Adjusting to Startup Life

August 15, 2013

Topic tags

Mercer Smith Looper

Customer Happiness

When I was first hired, I came to Wistia with the understanding that I was going to be challenged — not something that I’m used to. I know this sounds like bragging, but I was one of those kids that everybody hated. I didn’t have to study, I finished homework quickly, new hobbies were pretty passively easy to pick up. I never really had to try.

Acclimating to Wistia was a little bit difficult. I wasn’t used to being allowed to work on whatever I wanted. At my past jobs, there was a constant requirement to check in – to make sure that you were meeting your metrics, that management knew what your goals were moving forward, that you had had at least one “development” conversation that day, and so on.

“Just do what feels right for you.” Jeff, who had been my major contact during hiring, smiled and nodded at me on my first day at Wistia. So, I sat. How am I supposed to know what feels right for me when I just got here? In the past, although I had been driven by my own internal compulsions to be the best (Wistians are super duper competitive), it had ultimately been the praise of my peers and superiors that validated what I was doing as awesome or worth my time.

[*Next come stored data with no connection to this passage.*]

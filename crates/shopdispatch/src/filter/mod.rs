//! Filter engine — composable predicates over the status-tagged record set.
//!
//! Composition is strict AND. Per-filter counts are computed against the
//! full record set, independent of every other filter, so the UI can show
//! what a toggle *would* match before it is applied. Invalid filter values
//! are rejected when constructed and never reach `apply`.

use chrono::NaiveDate;
use serde::Serialize;
use thiserror::Error;

use crate::pipeline::DashboardRow;
use crate::status::Status;

#[derive(Error, Debug)]
pub enum FilterError {
    #[error("invalid due-date range: {from} is after {to}")]
    InvertedRange { from: NaiveDate, to: NaiveDate },

    #[error("unparseable filter date '{0}'")]
    BadDate(String),
}

/// ESI tri-state filter.
#[derive(Debug, Clone, Copy, Default, PartialEq, Eq)]
pub enum EsiFilter {
    #[default]
    All,
    EsiOnly,
    NonEsi,
}

/// Customer name filter; both variants compare case-insensitively.
#[derive(Debug, Clone, PartialEq, Eq)]
pub enum CustomerFilter {
    Exact(String),
    Substring(String),
}

impl CustomerFilter {
    fn matches(&self, customer: &str) -> bool {
        match self {
            CustomerFilter::Exact(name) => customer.trim().eq_ignore_ascii_case(name.trim()),
            CustomerFilter::Substring(needle) => customer
                .to_ascii_lowercase()
                .contains(&needle.trim().to_ascii_lowercase()),
        }
    }
}

/// Inclusive due-date range. Constructed through `new`, which rejects
/// inverted bounds.
#[derive(Debug, Clone, Copy, PartialEq, Eq)]
pub struct DateRange {
    from: Option<NaiveDate>,
    to: Option<NaiveDate>,
}

impl DateRange {
    pub fn new(from: Option<NaiveDate>, to: Option<NaiveDate>) -> Result<Self, FilterError> {
        if let (Some(from), Some(to)) = (from, to) {
            if from > to {
                return Err(FilterError::InvertedRange { from, to });
            }
        }
        Ok(Self { from, to })
    }

    /// Parses ISO bounds from user input; blank means unbounded.
    pub fn parse(from: &str, to: &str) -> Result<Self, FilterError> {
        let parse_bound = |raw: &str| -> Result<Option<NaiveDate>, FilterError> {
            let trimmed = raw.trim();
            if trimmed.is_empty() {
                return Ok(None);
            }
            trimmed
                .parse()
                .map(Some)
                .map_err(|_| FilterError::BadDate(trimmed.to_string()))
        };

        Self::new(parse_bound(from)?, parse_bound(to)?)
    }

    /// Records without a due date never match an active range.
    fn matches(&self, due_date: Option<NaiveDate>) -> bool {
        let Some(date) = due_date else {
            return false;
        };
        self.from.is_none_or(|from| date >= from) && self.to.is_none_or(|to| date <= to)
    }
}

/// The active filters. Default is everything off (all records match).
#[derive(Debug, Clone, Default)]
pub struct FilterSet {
    pub unengineered: bool,
    pub in_work: bool,
    pub can_ship: bool,
    pub esi: EsiFilter,
    pub customer: Option<CustomerFilter>,
    pub due_range: Option<DateRange>,
}

impl FilterSet {
    pub fn is_empty(&self) -> bool {
        !self.unengineered
            && !self.in_work
            && !self.can_ship
            && self.esi == EsiFilter::All
            && self.customer.is_none()
            && self.due_range.is_none()
    }

    fn matches(&self, row: &DashboardRow) -> bool {
        if self.unengineered && row.status != Status::Unengineered {
            return false;
        }
        if self.in_work && row.status != Status::InWork {
            return false;
        }
        if self.can_ship && row.status != Status::CanShip {
            return false;
        }
        match self.esi {
            EsiFilter::All => {}
            EsiFilter::EsiOnly => {
                if !row.record.is_esi {
                    return false;
                }
            }
            EsiFilter::NonEsi => {
                if row.record.is_esi {
                    return false;
                }
            }
        }
        if let Some(customer) = &self.customer {
            if !customer.matches(&row.record.customer_name) {
                return false;
            }
        }
        if let Some(range) = &self.due_range {
            if !range.matches(row.record.due_date) {
                return false;
            }
        }
        true
    }
}

/// Single-filter counts against the full record set. Toggle and ESI counts
/// are always reported; customer and date-range counts only when those
/// filters are set.
#[derive(Debug, Clone, Default, PartialEq, Serialize)]
pub struct FilterCounts {
    pub unengineered: usize,
    pub in_work: usize,
    pub can_ship: usize,
    pub esi_only: usize,
    pub non_esi: usize,
    pub customer: Option<usize>,
    pub due_range: Option<usize>,
}

#[derive(Debug, Clone)]
pub struct FilterOutcome {
    pub matched: Vec<DashboardRow>,
    pub counts: FilterCounts,
}

/// Applies the filter set. Pure: same input, same output, no side effects.
pub fn apply(rows: &[DashboardRow], filters: &FilterSet) -> FilterOutcome {
    let count = |pred: &dyn Fn(&DashboardRow) -> bool| rows.iter().filter(|r| pred(r)).count();

    let counts = FilterCounts {
        unengineered: count(&|r| r.status == Status::Unengineered),
        in_work: count(&|r| r.status == Status::InWork),
        can_ship: count(&|r| r.status == Status::CanShip),
        esi_only: count(&|r| r.record.is_esi),
        non_esi: count(&|r| !r.record.is_esi),
        customer: filters
            .customer
            .as_ref()
            .map(|c| count(&|r| c.matches(&r.record.customer_name))),
        due_range: filters
            .due_range
            .as_ref()
            .map(|range| count(&|r| range.matches(r.record.due_date))),
    };

    let matched = rows
        .iter()
        .filter(|row| filters.matches(row))
        .cloned()
        .collect();

    FilterOutcome { matched, counts }
}
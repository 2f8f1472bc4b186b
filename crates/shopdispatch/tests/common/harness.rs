//! Test harness for isolated pipeline runs.
//!
//! Owns a temporary directory, writes source fixtures into it, and builds a
//! `Pipeline` against them. Optional sources stay unconfigured until a
//! fixture is written for them.

#![allow(dead_code)]

use std::io::Write;
use std::path::{Path, PathBuf};

use chrono::NaiveDate;
use tempfile::TempDir;

use shopdispatch::pipeline::DashboardSnapshot;
use shopdispatch::{Config, Database, Pipeline, SourcesConfig};

pub const PRIMARY_HEADER: &str =
    "Job,Order,Part,Description,Engineered,Order Qty,Qty Completed,Due Date,Need By,Customer";

fn join_lines<S: AsRef<str>>(lines: &[S]) -> String {
    lines
        .iter()
        .map(|l| l.as_ref())
        .collect::<Vec<_>>()
        .join("\n")
}

/// Fixed "today" so past-due assertions are deterministic.
pub fn today() -> NaiveDate {
    NaiveDate::from_ymd_opt(2026, 3, 15).unwrap()
}

pub struct TestHarness {
    temp_dir: TempDir,
    sources: SourcesConfig,
    database: Option<Database>,
}

impl TestHarness {
    pub fn new() -> Self {
        let temp_dir = TempDir::new().expect("create temp dir");
        let sources = SourcesConfig {
            order_jobs: temp_dir.path().join("order_jobs.csv"),
            labor_history: None,
            order_backlog: None,
            part_inventory: None,
            material_not_issued: None,
        };
        Self {
            temp_dir,
            sources,
            database: None,
        }
    }

    pub fn dir(&self) -> &Path {
        self.temp_dir.path()
    }

    fn write(&self, name: &str, content: &str) -> PathBuf {
        let path = self.temp_dir.path().join(name);
        let mut f = std::fs::File::create(&path).expect("create fixture");
        f.write_all(content.as_bytes()).expect("write fixture");
        path
    }

    /// Writes the primary job table from data lines (header added here).
    pub fn write_primary<S: AsRef<str>>(&mut self, rows: &[S]) {
        let content = format!("{}\n{}\n", PRIMARY_HEADER, join_lines(rows));
        self.write("order_jobs.csv", &content);
    }

    /// Removes the primary source file to simulate a missing export.
    pub fn remove_primary(&self) {
        let _ = std::fs::remove_file(&self.sources.order_jobs);
    }

    /// Writes the headerless labor history export.
    pub fn write_labor<S: AsRef<str>>(&mut self, rows: &[S]) {
        let path = self.write("labor_history.csv", &format!("{}\n", join_lines(rows)));
        self.sources.labor_history = Some(path);
    }

    /// Points the labor source at a file that does not exist.
    pub fn configure_missing_labor(&mut self) {
        self.sources.labor_history = Some(self.temp_dir.path().join("no_such_labor.csv"));
    }

    pub fn write_backlog<S: AsRef<str>>(&mut self, orders: &[S]) {
        let path = self.write(
            "order_backlog.csv",
            &format!("Order\n{}\n", join_lines(orders)),
        );
        self.sources.order_backlog = Some(path);
    }

    pub fn write_inventory<S: AsRef<str>>(&mut self, rows: &[S]) {
        let path = self.write(
            "part_inventory.csv",
            &format!("Part,Qty On Hand\n{}\n", join_lines(rows)),
        );
        self.sources.part_inventory = Some(path);
    }

    pub fn write_material(&mut self, xml: &str) {
        let path = self.write("material_not_issued.xml", xml);
        self.sources.material_not_issued = Some(path);
    }

    /// Attaches an in-memory notes store to subsequent pipelines.
    pub fn with_notes_db(&mut self) -> Database {
        let db = Database::open_in_memory().expect("open notes db");
        self.database = Some(db.clone());
        db
    }

    pub fn config(&self) -> Config {
        Config {
            version: "1.0".to_string(),
            sources: self.sources.clone(),
            database_path: None,
            refresh_interval_secs: 300,
        }
    }

    pub fn pipeline(&self) -> Pipeline {
        Pipeline::from_config(&self.config(), self.database.clone())
    }

    /// Runs one refresh with the fixed test date and unwraps the snapshot.
    pub fn refresh(&self) -> DashboardSnapshot {
        self.pipeline()
            .refresh_as_of(today())
            .expect("refresh succeeds")
    }
}
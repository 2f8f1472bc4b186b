//! Material-not-issued XML source.
//!
//! The export is a flat list of `Results` elements; a job has a material
//! shortage when any of its rows reports a required quantity greater than
//! the issued quantity.

use std::collections::HashSet;
use std::path::{Path, PathBuf};

use quick_xml::events::Event;
use quick_xml::Reader;
use thiserror::Error;

use crate::enrich::join_key;

#[derive(Error, Debug)]
pub enum MaterialError {
    #[error("Failed to read material file '{path}': {source}")]
    Read {
        path: PathBuf,
        #[source]
        source: std::io::Error,
    },

    #[error("Failed to parse material XML: {0}")]
    Parse(#[from] quick_xml::Error),
}

#[derive(Default)]
struct ResultAcc {
    job: String,
    required: f64,
    issued: f64,
}

#[derive(Clone, Copy)]
enum Field {
    Job,
    Required,
    Issued,
}

/// Reads the XML export and returns the normalized join keys of all jobs
/// with a shortage.
pub fn read_shortages(path: &Path) -> Result<HashSet<String>, MaterialError> {
    let content = std::fs::read_to_string(path).map_err(|e| MaterialError::Read {
        path: path.to_path_buf(),
        source: e,
    })?;
    shortages_from_str(&content)
}

pub fn shortages_from_str(xml: &str) -> Result<HashSet<String>, MaterialError> {
    let mut reader = Reader::from_str(xml);
    reader.config_mut().trim_text(true);

    let mut shortages = HashSet::new();
    let mut current: Option<ResultAcc> = None;
    let mut field: Option<Field> = None;

    loop {
        match reader.read_event()? {
            Event::Start(e) => match e.name().as_ref() {
                b"Results" => current = Some(ResultAcc::default()),
                b"JobMtl_JobNum" => field = Some(Field::Job),
                b"JobMtl_RequiredQty" => field = Some(Field::Required),
                b"JobMtl_IssuedQty" => field = Some(Field::Issued),
                _ => field = None,
            },
            Event::Text(t) => {
                if let (Some(acc), Some(f)) = (current.as_mut(), field) {
                    let decoded = t.decode().unwrap_or_default();
                    let text = quick_xml::escape::unescape(&decoded)
                        .map(|c| c.into_owned())
                        .unwrap_or_else(|_| decoded.into_owned());
                    match f {
                        Field::Job => acc.job = text.trim().to_string(),
                        Field::Required => acc.required = parse_qty(&text),
                        Field::Issued => acc.issued = parse_qty(&text),
                    }
                }
            }
            Event::End(e) => {
                if e.name().as_ref() == b"Results" {
                    if let Some(acc) = current.take() {
                        if !acc.job.is_empty() && acc.required > acc.issued {
                            shortages.insert(join_key(&acc.job));
                        }
                    }
                }
                field = None;
            }
            Event::Eof => break,
            _ => {}
        }
    }

    Ok(shortages)
}

fn parse_qty(raw: &str) -> f64 {
    raw.trim().parse().unwrap_or(0.0)
}

#[cfg(test)]
mod tests {
    use super::*;

    const SAMPLE: &str = r#"<?xml version="1.0"?>
<Report>
  <Results>
    <JobMtl_JobNum>J1</JobMtl_JobNum>
    <JobMtl_PartNum>P-1</JobMtl_PartNum>
    <JobMtl_RequiredQty>5</JobMtl_RequiredQty>
    <JobMtl_IssuedQty>3</JobMtl_IssuedQty>
  </Results>
  <Results>
    <JobMtl_JobNum>J2</JobMtl_JobNum>
    <JobMtl_RequiredQty>4</JobMtl_RequiredQty>
    <JobMtl_IssuedQty>4</JobMtl_IssuedQty>
  </Results>
  <Results>
    <JobMtl_JobNum>j3</JobMtl_JobNum>
    <JobMtl_RequiredQty>2</JobMtl_RequiredQty>
    <JobMtl_IssuedQty>0</JobMtl_IssuedQty>
  </Results>
</Report>"#;

    #[test]
    fn test_shortage_when_required_exceeds_issued() {
        let shortages = shortages_from_str(SAMPLE).unwrap();
        assert!(shortages.contains("J1"));
        assert!(!shortages.contains("J2"));
    }

    #[test]
    fn test_job_keys_are_normalized() {
        let shortages = shortages_from_str(SAMPLE).unwrap();
        assert!(shortages.contains("J3"));
    }

    #[test]
    fn test_missing_quantities_default_to_zero() {
        let xml = "<R><Results><JobMtl_JobNum>J9</JobMtl_JobNum></Results></R>";
        let shortages = shortages_from_str(xml).unwrap();
        assert!(shortages.is_empty());
    }

    #[test]
    fn test_malformed_xml_is_an_error() {
        assert!(shortages_from_str("<Results><unclosed>").is_err());
    }
}
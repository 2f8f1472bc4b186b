pub mod config;
pub mod db;
pub mod enrich;
pub mod error;
pub mod filter;
pub mod logging;
pub mod model;
pub mod normalize;
pub mod pipeline;
pub mod present;
pub mod refresh;
pub mod source;
pub mod status;

pub use config::{load_config, Config, SourcesConfig};
pub use db::{Database, DatabaseError, NoteRow};
pub use error::{ConfigError, DispatchError, Result};
pub use filter::{
    CustomerFilter, DateRange, EsiFilter, FilterCounts, FilterError, FilterOutcome, FilterSet,
};
pub use model::CanonicalJobRecord;
pub use pipeline::{DashboardRow, DashboardSnapshot, Pipeline};
pub use present::{Badge, ColorToken};
pub use refresh::{RefreshScheduler, SnapshotStore, StoreStatus};
pub use source::{LoadDiagnostics, LoadError, SourceId};
pub use status::Status;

Wistia’s culture, instead, is about trusting one another and pushing past what’s comfortable to reveal what is best. We work hard, play hard, and are sometimes hard on ourselves. There is no automatic validation — you are your own validation machine, and there isn’t anyone there to hand-hold you through your workday. I thought I’d share a few ways that I’ve acclimated to being, as we affectionately termed it, part of a “small pond filled with whales.”

Ask for what you need.

Yes, I know, it can be really scary to step up to someone who you see as a superior and ask them for something. For me, it was feedback, but it really could be anything (If you think there is a lack of peanut butter in the office, tell them. There’s nothing worse than no PB). If you need something that you aren’t getting, or think there are things that could be done better, providing that feedback will help both the company and yourself grow.

Don’t be afraid to make mistakes.

I’m not saying to rush forward without considering the ramifications, but if you have to have your hand held through the entire process, you probably won’t be very happy once the metaphorical training wheels get taken off. Try to do things on your own: there’s a reason that mother birds push their chicks out of the nest when they think they’re ready to fly. The company hired you because they thought you were totally rad, so believe in yourself!

Modesty is the best policy.

Don’t think that just because your coworkers haven’t thrown you a party because you did an awesome job on your first day that they didn’t notice. I found that once I did finally get the feedback that I pestered everybody about, it was all basically positive. They notice you and the great things you’re doing. Trust me.

Treat yourself with respect.

Nobody wants to be around somebody that is a General Negative. Try to be positive about yourself and avoid self-deprecation. Even if you feel like you’re constantly making mistakes, chances are you’re just being hard on yourself. It’s better to keep that inner, maybe-biased scrutiny under wraps, and keep the real productive feedback out in the open.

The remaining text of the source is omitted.